:: Data entries ::

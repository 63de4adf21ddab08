//! Operation-based numeric counter.

use serde::{Deserialize, Serialize};

use super::{ChangeEntry, ChangeLog, Crdt, CrdtKind};
use crate::error::CrdtError;
use crate::types::ActorId;

/// A counter operation. Logged as-is.
#[derive(Debug, Clone, Copy, PartialEq, Serialize, Deserialize)]
#[serde(tag = "op", rename_all = "UPPERCASE")]
pub enum CounterOp {
    Add { value: f64 },
    Sub { value: f64 },
}

/// Counter whose value is the sum of all ADDs minus all SUBs.
#[derive(Debug, Clone)]
pub struct Counter {
    log: ChangeLog<CounterOp>,
}

impl Counter {
    pub fn new(actor: ActorId) -> Self {
        Self {
            log: ChangeLog::new(actor),
        }
    }

    pub fn add(&mut self, value: f64) -> Result<ChangeEntry<CounterOp>, CrdtError> {
        self.apply(CounterOp::Add { value })
    }

    pub fn sub(&mut self, value: f64) -> Result<ChangeEntry<CounterOp>, CrdtError> {
        self.apply(CounterOp::Sub { value })
    }
}

impl Crdt for Counter {
    type Op = CounterOp;
    type Change = CounterOp;
    type Value = f64;

    const KIND: CrdtKind = CrdtKind::Counter;

    fn actor(&self) -> &ActorId {
        self.log.actor()
    }

    fn apply(&mut self, op: CounterOp) -> Result<ChangeEntry<CounterOp>, CrdtError> {
        let (CounterOp::Add { value } | CounterOp::Sub { value }) = op;
        if !value.is_finite() {
            return Err(CrdtError::InvalidOperand(format!("{value} is not finite")));
        }
        self.log.record(op)
    }

    fn changes(&self) -> Vec<ChangeEntry<CounterOp>> {
        self.log.entries()
    }

    fn merge_changes<I>(&mut self, entries: I) -> usize
    where
        I: IntoIterator<Item = ChangeEntry<CounterOp>>,
    {
        self.log.merge(entries)
    }

    /// Summed in `(actor, seq)` order so every replica gets the same float.
    fn value(&self) -> f64 {
        self.log.iter().fold(0.0, |acc, (_, _, op)| match op {
            CounterOp::Add { value } => acc + value,
            CounterOp::Sub { value } => acc - value,
        })
    }
}

#[cfg(test)]
mod tests {
    use super::*;
    use crate::crdt::DynCrdt;

    #[test]
    fn test_two_replicas_converge() {
        let mut alice = Counter::new(ActorId::from("alice"));
        let mut bob = Counter::new(ActorId::from("bob"));

        alice.add(5.0).unwrap();
        bob.merge_changes(alice.changes());
        bob.add(4.0).unwrap();
        alice.add(3.0).unwrap();

        alice.merge_changes(bob.changes());
        bob.merge_changes(alice.changes());

        assert_eq!(alice.value(), 12.0);
        assert_eq!(bob.value(), 12.0);
    }

    #[test]
    fn test_duplicate_merge_is_noop() {
        let mut a = Counter::new(ActorId::from("a"));
        a.add(2.0).unwrap();
        a.sub(0.5).unwrap();

        let mut b = Counter::new(ActorId::from("b"));
        assert_eq!(b.merge_changes(a.changes()), 2);
        assert_eq!(b.merge_changes(a.changes()), 0);
        assert_eq!(b.value(), 1.5);
        assert_eq!(b.changes().len(), 2);
    }

    #[test]
    fn test_rejects_non_finite() {
        let mut c = Counter::new(ActorId::from("a"));
        assert!(matches!(c.add(f64::NAN), Err(CrdtError::InvalidOperand(_))));
        assert!(c.changes().is_empty());
    }

    #[test]
    fn test_wire_shape() {
        let mut c = Counter::new(ActorId::from("a"));
        c.add(5.0).unwrap();
        let json = c.changes_json().unwrap();
        assert_eq!(
            json,
            serde_json::json!([{"actor": "a", "seq": 1, "op": "ADD", "value": 5.0}])
        );

        let mut d = Counter::new(ActorId::from("d"));
        assert_eq!(d.merge_json(&json).unwrap(), 1);
        assert_eq!(d.value(), 5.0);
    }

    #[test]
    fn test_malformed_log_rejected() {
        let mut c = Counter::new(ActorId::from("a"));
        let bad = serde_json::json!([{"actor": "x", "seq": 1, "op": "MUL", "value": 2}]);
        assert!(matches!(c.merge_json(&bad), Err(CrdtError::MalformedChanges(_))));
    }
}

:: ABOUT THIS EXERCISE ::
Copy out the records once more. Match them exactly.

:: YOUR SOLUTION ::
repository 63de4adf21ddab08
//! Operation-based numeric counter.

use serde::{Deserialize, Serialize};

use super::{ChangeEntry, ChangeLog, Crdt, CrdtKind};
use crate::error::CrdtError;
use crate::types::ActorId;

/// A counter operation. Logged as-is.
#[derive(Debug, Clone, Copy, PartialEq, Serialize, Deserialize)]
#[serde(tag = "op", rename_all = "UPPERCASE")]
pub enum CounterOp {
    Add { value: f64 },
    Sub { value: f64 },
}

/// Counter whose value is the sum of all ADDs minus all SUBs.
#[derive(Debug, Clone)]
pub struct Counter {
    log: ChangeLog<CounterOp>,
}

impl Counter {
    pub fn new(actor: ActorId) -> Self {
        Self {
            log: ChangeLog::new(actor),
        }
    }

    pub fn add(&mut self, value: f64) -> Result<ChangeEntry<CounterOp>, CrdtError> {
        self.apply(CounterOp::Add { value })
    }

    pub fn sub(&mut self, value: f64) -> Result<ChangeEntry<CounterOp>, CrdtError> {
        self.apply(CounterOp::Sub { value })
    }
}

impl Crdt for Counter {
    type Op = CounterOp;
    type Change = CounterOp;
    type Value = f64;

    const KIND: CrdtKind = CrdtKind::Counter;

    fn actor(&self) -> &ActorId {
        self.log.actor()
    }

    fn apply(&mut self, op: CounterOp) -> Result<ChangeEntry<CounterOp>, CrdtError> {
        let (CounterOp::Add { value } | CounterOp::Sub { value }) = op;
        if !value.is_finite() {
            return Err(CrdtError::InvalidOperand(format!("{value} is not finite")));
        }
        self.log.record(op)
    }

    fn changes(&self) -> Vec<ChangeEntry<CounterOp>> {
        self.log.entries()
    }

    fn merge_changes<I>(&mut self, entries: I) -> usize
    where
        I: IntoIterator<Item = ChangeEntry<CounterOp>>,
    {
        self.log.merge(entries)
    }

    /// Summed in `(actor, seq)` order so every replica gets the same float.
    fn value(&self) -> f64 {
        self.log.iter().fold(0.0, |acc, (_, _, op)| match op {
            CounterOp::Add { value } => acc + value,
            CounterOp::Sub { value } => acc - value,
        })
    }
}

#[cfg(test)]
mod tests {
    use super::*;
    use crate::crdt::DynCrdt;

    #[test]
    fn test_two_replicas_converge() {
        let mut alice = Counter::new(ActorId::from("alice"));
        let mut bob = Counter::new(ActorId::from("bob"));

        alice.add(5.0).unwrap();
        bob.merge_changes(alice.changes());
        bob.add(4.0).unwrap();
        alice.add(3.0).unwrap();

        alice.merge_changes(bob.changes());
        bob.merge_changes(alice.changes());

        assert_eq!(alice.value(), 12.0);
        assert_eq!(bob.value(), 12.0);
    }

    #[test]
    fn test_duplicate_merge_is_noop() {
        let mut a = Counter::new(ActorId::from("a"));
        a.add(2.0).unwrap();
        a.sub(0.5).unwrap();

        let mut b = Counter::new(ActorId::from("b"));
        assert_eq!(b.merge_changes(a.changes()), 2);
        assert_eq!(b.merge_changes(a.changes()), 0);
        assert_eq!(b.value(), 1.5);
        assert_eq!(b.changes().len(), 2);
    }

    #[test]
    fn test_rejects_non_finite() {
        let mut c = Counter::new(ActorId::from("a"));
        assert!(matches!(c.add(f64::NAN), Err(CrdtError::InvalidOperand(_))));
        assert!(c.changes().is_empty());
    }

    #[test]
    fn test_wire_shape() {
        let mut c = Counter::new(ActorId::from("a"));
        c.add(5.0).unwrap();
        let json = c.changes_json().unwrap();
        assert_eq!(
            json,
            serde_json::json!([{"actor": "a", "seq": 1, "op": "ADD", "value": 5.0}])
        );

        let mut d = Counter::new(ActorId::from("d"));
        assert_eq!(d.merge_json(&json).unwrap(), 1);
        assert_eq!(d.value(), 5.0);
    }

    #[test]
    fn test_malformed_log_rejected() {
        let mut c = Counter::new(ActorId::from("a"));
        let bad = serde_json::json!([{"actor": "x", "seq": 1, "op": "MUL", "value": 2}]);
        assert!(matches!(c.merge_json(&bad), Err(CrdtError::MalformedChanges(_))));
    }
}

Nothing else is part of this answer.